With a Human Development Index (HDI) of 0.942 in 2006, the country ranked 21st out of 179 countries measured (8). In 2007–2008, 23 percent of all people fell below the threshold of contemporary median income. The median income was set by using the Households below Average Income (HBAI) method, which calculates the level of consumption of goods and services that people could attain, given the disposable income of the household in which they live. The threshold was set at 60 percent of the national median equivalized disposable income. Those living below the threshold included 21 percent of adult women, 21 percent of female pensioners, 50 percent of lone parents and 61 percent of people of Pakistani or Bangladeshi ethnic origin. The adult literacy rate in 1995–2005 was 99 percent for both sexes (10). Life expectancy at birth was estimated in 2006 at 81.6 years for women and 77.3 years for men (3).

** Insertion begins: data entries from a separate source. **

//! Kafka Connect 상태 응답 파싱
//!
//! Typed model of the two documents the exporter reads:
//!
//! ```text
//! GET /connectors                 -> ["c1", "c2"]
//! GET /connectors/{name}/status   -> {
//!   "name": "c1",
//!   "connector": { "state": "RUNNING", "worker_id": "10.0.0.1:8083" },
//!   "tasks": [ { "id": 0, "state": "RUNNING", "worker_id": "10.0.0.1:8083" } ]
//! }
//! ```
//!
//! Fields Connect adds on top of these (`type`, `trace`) are ignored.

use serde::{Deserialize, Deserializer};

use crate::error::CollectResult;

/// Largest integer an f64 represents exactly (2^53)
const MAX_EXACT_TASK_ID: f64 = 9_007_199_254_740_992.0;

/// Status document of a single connector
#[derive(Debug, Clone, PartialEq, Eq, Deserialize)]
pub struct ConnectorStatus {
    /// Connector name
    pub name: String,
    /// State of the connector instance itself
    pub connector: ConnectorState,
    /// Task states, in the order Connect reports them
    #[serde(default)]
    pub tasks: Vec<TaskStatus>,
}

/// Connector instance state
#[derive(Debug, Clone, PartialEq, Eq, Deserialize)]
pub struct ConnectorState {
    /// RUNNING, FAILED, PAUSED, UNASSIGNED, ... (case varies on the wire)
    pub state: String,
    /// Worker currently owning the connector; empty if unknown
    #[serde(default)]
    pub worker_id: String,
}

/// State of one task of a connector
#[derive(Debug, Clone, PartialEq, Eq, Deserialize)]
pub struct TaskStatus {
    /// Task id. Connect sends a JSON number; see [`deserialize_task_id`].
    #[serde(deserialize_with = "deserialize_task_id")]
    pub id: u64,
    pub state: String,
    #[serde(default)]
    pub worker_id: String,
}

impl ConnectorState {
    /// State as used for the `state` label
    pub fn state_label(&self) -> String {
        self.state.to_lowercase()
    }
}

impl TaskStatus {
    /// State as used for the `state` label
    pub fn state_label(&self) -> String {
        self.state.to_lowercase()
    }

    /// Task id as used for the `task_id` label
    pub fn id_label(&self) -> String {
        self.id.to_string()
    }
}

/// Convert a task id received as a JSON number into an integer.
///
/// `3` and `3.0` both become `3`. Fractional, negative, non-finite values and
/// values beyond 2^53 are rejected instead of being truncated.
pub fn task_id_from_f64(raw: f64) -> Result<u64, String> {
    if !raw.is_finite() {
        return Err(format!("task id {} is not a finite number", raw));
    }
    if raw.fract() != 0.0 {
        return Err(format!("task id {} is not an integer", raw));
    }
    if !(0.0..=MAX_EXACT_TASK_ID).contains(&raw) {
        return Err(format!("task id {} is out of range", raw));
    }
    Ok(raw as u64)
}

fn deserialize_task_id<'de, D>(deserializer: D) -> Result<u64, D::Error>
where
    D: Deserializer<'de>,
{
    let raw = f64::deserialize(deserializer)?;
    task_id_from_f64(raw).map_err(serde::de::Error::custom)
}

/// Parse the body of `GET /connectors`
pub fn parse_connectors(body: &[u8]) -> CollectResult<Vec<String>> {
    Ok(serde_json::from_slice(body)?)
}

/// Parse the body of `GET /connectors/{name}/status`
pub fn parse_status(body: &[u8]) -> CollectResult<ConnectorStatus> {
    Ok(serde_json::from_slice(body)?)
}

#[cfg(test)]
mod tests {
    use super::*;
    use crate::error::ErrorKind;

    #[test]
    fn test_parse_connectors_keeps_server_order() {
        let names = parse_connectors(br#"["zeta", "alpha", "mid"]"#).unwrap();
        assert_eq!(names, vec!["zeta", "alpha", "mid"]);
    }

    #[test]
    fn test_parse_connectors_rejects_object() {
        let err = parse_connectors(br#"{"name": "c1"}"#).unwrap_err();
        assert_eq!(err.kind(), ErrorKind::Decode);
    }

    #[test]
    fn test_parse_status() {
        let body = br#"{
            "name": "c1",
            "connector": {"state": "RUNNING", "worker_id": "w1"},
            "tasks": [
                {"id": 0, "state": "RUNNING", "worker_id": "w1"},
                {"id": 1.0, "state": "FAILED", "worker_id": "w2", "trace": "boom"}
            ],
            "type": "sink"
        }"#;

        let status = parse_status(body).unwrap();
        assert_eq!(status.name, "c1");
        assert_eq!(status.connector.state_label(), "running");
        assert_eq!(status.connector.worker_id, "w1");
        assert_eq!(status.tasks.len(), 2);
        assert_eq!(status.tasks[1].id_label(), "1");
        assert_eq!(status.tasks[1].state_label(), "failed");
    }

    #[test]
    fn test_parse_status_missing_optional_fields() {
        let body = br#"{"name": "c1", "connector": {"state": "UNASSIGNED"}}"#;

        let status = parse_status(body).unwrap();
        assert_eq!(status.connector.worker_id, "");
        assert!(status.tasks.is_empty());
    }

    #[test]
    fn test_parse_status_fractional_task_id() {
        let body = br#"{
            "name": "c1",
            "connector": {"state": "RUNNING", "worker_id": "w1"},
            "tasks": [{"id": 3.5, "state": "RUNNING", "worker_id": "w1"}]
        }"#;

        let err = parse_status(body).unwrap_err();
        assert_eq!(err.kind(), ErrorKind::Decode);
        assert!(err.to_string().contains("not an integer"));
    }

    #[test]
    fn test_task_id_conversion() {
        assert_eq!(task_id_from_f64(3.0), Ok(3));
        assert_eq!(task_id_from_f64(0.0), Ok(0));
        assert_eq!(task_id_from_f64(MAX_EXACT_TASK_ID), Ok(9_007_199_254_740_992));
        assert!(task_id_from_f64(3.5).is_err());
        assert!(task_id_from_f64(-1.0).is_err());
        assert!(task_id_from_f64(f64::NAN).is_err());
        assert!(task_id_from_f64(f64::INFINITY).is_err());
        assert!(task_id_from_f64(1e300).is_err());
    }

    #[test]
    fn test_state_label_is_lowercase() {
        let state = ConnectorState {
            state: "Paused".to_string(),
            worker_id: String::new(),
        };
        assert_eq!(state.state_label(), "paused");
    }
}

In 2008, the employment rate among women was 65.8 percent, compared with 77.3 percent among men. The same year, women accounted for 27 percent of the total agricultural labour force, comprised of 173 000 people, and for 20 percent of full-time workers, 60 percent of part-time and 44 percent of seasonal and casual workers (6).

Each of the four countries has developed its own land legislation and land tenure has evolved accordingly. A little over two-thirds of the total number of holdings are owned, while the rest are rented. Tenant farmers, who attend about 30 percent of farmed land in the country, are an important part of British agriculture. Leaseholds are also a traditional means of entry for young farmers who do not inherit a farm (11).
In England and Wales, all land belongs to the Crown, while others hold an estate in land. Estate types were reduced substantially to freehold and leasehold by the Law of Property Act in 1925 (12). In Scotland, the system of land tenure is largely feudal in nature. Although the legal framework of feudal land ownership was abolished by the Abolition of Feudal Tenure etc. Act of 2000 [Scotland]  (13), the rural land ownership structure characterized by large estates, which is often defined as being feudal in nature, still exists (14). In Northern Ireland, the Landlord and Tenant Law Act of 1860 [Ireland], known as Deasy’s Act, and the Land Purchase Acts of the 1880’s eliminated the feudal relationship between landlord and tenant and converted the relationship to a contract-based landlord and leaseholder arrangement, giving tenants secure tenure for the first time in centuries.

There are no impediments to women’s ownership or inheritance of land or to their participation in agriculture. The number of female holders in 2007 was 53 320, which is 19 percent of the total (3).